[Collected data]
▬▬▬▬▬▬

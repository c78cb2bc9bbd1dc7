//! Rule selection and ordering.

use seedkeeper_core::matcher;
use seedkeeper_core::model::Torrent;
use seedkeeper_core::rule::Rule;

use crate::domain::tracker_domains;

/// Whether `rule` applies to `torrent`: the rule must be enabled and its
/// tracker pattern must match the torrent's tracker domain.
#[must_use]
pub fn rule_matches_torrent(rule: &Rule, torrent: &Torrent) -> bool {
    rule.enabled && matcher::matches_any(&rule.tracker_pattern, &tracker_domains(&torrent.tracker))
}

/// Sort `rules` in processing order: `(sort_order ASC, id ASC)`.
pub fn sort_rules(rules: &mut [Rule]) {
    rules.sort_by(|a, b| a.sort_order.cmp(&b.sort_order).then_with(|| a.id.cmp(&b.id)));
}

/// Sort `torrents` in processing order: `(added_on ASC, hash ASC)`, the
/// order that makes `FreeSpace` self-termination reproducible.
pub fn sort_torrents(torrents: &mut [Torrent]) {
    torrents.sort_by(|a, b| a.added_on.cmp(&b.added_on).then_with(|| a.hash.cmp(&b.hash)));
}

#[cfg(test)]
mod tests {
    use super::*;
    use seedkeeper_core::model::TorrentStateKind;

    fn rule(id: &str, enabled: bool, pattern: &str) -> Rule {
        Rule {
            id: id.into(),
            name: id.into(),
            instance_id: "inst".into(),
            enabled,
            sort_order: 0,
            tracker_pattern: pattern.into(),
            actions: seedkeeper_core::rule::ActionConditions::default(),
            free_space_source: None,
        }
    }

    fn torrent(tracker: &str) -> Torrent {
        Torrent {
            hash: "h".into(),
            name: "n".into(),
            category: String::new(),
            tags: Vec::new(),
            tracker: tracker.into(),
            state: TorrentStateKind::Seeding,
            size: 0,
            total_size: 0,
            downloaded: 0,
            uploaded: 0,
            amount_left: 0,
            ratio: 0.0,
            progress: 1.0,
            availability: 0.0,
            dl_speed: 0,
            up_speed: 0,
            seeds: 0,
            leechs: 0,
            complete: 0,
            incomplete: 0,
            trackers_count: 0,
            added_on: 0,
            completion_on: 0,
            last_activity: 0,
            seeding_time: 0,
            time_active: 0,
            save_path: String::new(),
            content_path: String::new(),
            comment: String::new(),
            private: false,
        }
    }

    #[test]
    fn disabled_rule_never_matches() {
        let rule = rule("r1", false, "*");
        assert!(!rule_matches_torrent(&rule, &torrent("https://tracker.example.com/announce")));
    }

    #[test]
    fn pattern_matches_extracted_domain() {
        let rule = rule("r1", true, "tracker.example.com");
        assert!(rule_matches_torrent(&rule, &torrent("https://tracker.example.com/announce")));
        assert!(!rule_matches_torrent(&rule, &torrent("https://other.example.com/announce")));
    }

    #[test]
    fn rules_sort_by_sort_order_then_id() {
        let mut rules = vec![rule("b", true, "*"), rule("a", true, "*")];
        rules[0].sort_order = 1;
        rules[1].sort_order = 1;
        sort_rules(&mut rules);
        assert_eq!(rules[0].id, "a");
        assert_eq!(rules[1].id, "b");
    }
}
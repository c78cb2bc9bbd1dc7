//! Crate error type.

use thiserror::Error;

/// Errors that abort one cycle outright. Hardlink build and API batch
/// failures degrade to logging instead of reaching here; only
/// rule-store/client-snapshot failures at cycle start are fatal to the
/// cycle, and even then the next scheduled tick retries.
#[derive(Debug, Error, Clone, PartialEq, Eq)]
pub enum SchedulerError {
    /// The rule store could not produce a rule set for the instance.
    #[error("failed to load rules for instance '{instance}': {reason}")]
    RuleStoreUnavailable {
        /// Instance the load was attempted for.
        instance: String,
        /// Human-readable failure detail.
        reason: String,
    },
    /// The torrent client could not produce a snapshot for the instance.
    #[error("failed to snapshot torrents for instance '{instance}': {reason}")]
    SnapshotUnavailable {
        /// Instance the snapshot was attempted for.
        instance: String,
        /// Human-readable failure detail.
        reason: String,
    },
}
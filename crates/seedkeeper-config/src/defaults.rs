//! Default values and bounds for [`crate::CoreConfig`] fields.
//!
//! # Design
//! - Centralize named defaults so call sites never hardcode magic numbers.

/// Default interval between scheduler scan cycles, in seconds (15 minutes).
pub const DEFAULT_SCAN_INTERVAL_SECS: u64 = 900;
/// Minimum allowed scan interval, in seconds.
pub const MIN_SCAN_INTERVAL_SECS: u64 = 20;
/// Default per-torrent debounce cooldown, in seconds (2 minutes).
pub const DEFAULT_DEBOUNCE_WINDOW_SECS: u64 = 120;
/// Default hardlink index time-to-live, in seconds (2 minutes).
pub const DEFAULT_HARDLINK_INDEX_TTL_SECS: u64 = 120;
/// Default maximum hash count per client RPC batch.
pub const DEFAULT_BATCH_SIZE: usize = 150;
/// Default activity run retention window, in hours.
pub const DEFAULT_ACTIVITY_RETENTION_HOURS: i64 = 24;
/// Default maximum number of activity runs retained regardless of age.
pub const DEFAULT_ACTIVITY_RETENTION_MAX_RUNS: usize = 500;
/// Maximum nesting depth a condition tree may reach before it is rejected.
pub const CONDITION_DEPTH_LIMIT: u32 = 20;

▬▬▬▬▬▬

→ WHAT TO PRODUCE
Output only an exact transcription of the lines above from the one with "scheduled tick retries." up to and including the one with "snapshot for the instance.".

→ YOUR RESPONSE
/// cycle, and even then the next scheduled tick retries.
#[derive(Debug, Error, Clone, PartialEq, Eq)]
pub enum SchedulerError {
    /// The rule store could not produce a rule set for the instance.
    #[error("failed to load rules for instance '{instance}': {reason}")]
    RuleStoreUnavailable {
        /// Instance the load was attempted for.
        instance: String,
        /// Human-readable failure detail.
        reason: String,
    },
    /// The torrent client could not produce a snapshot for the instance.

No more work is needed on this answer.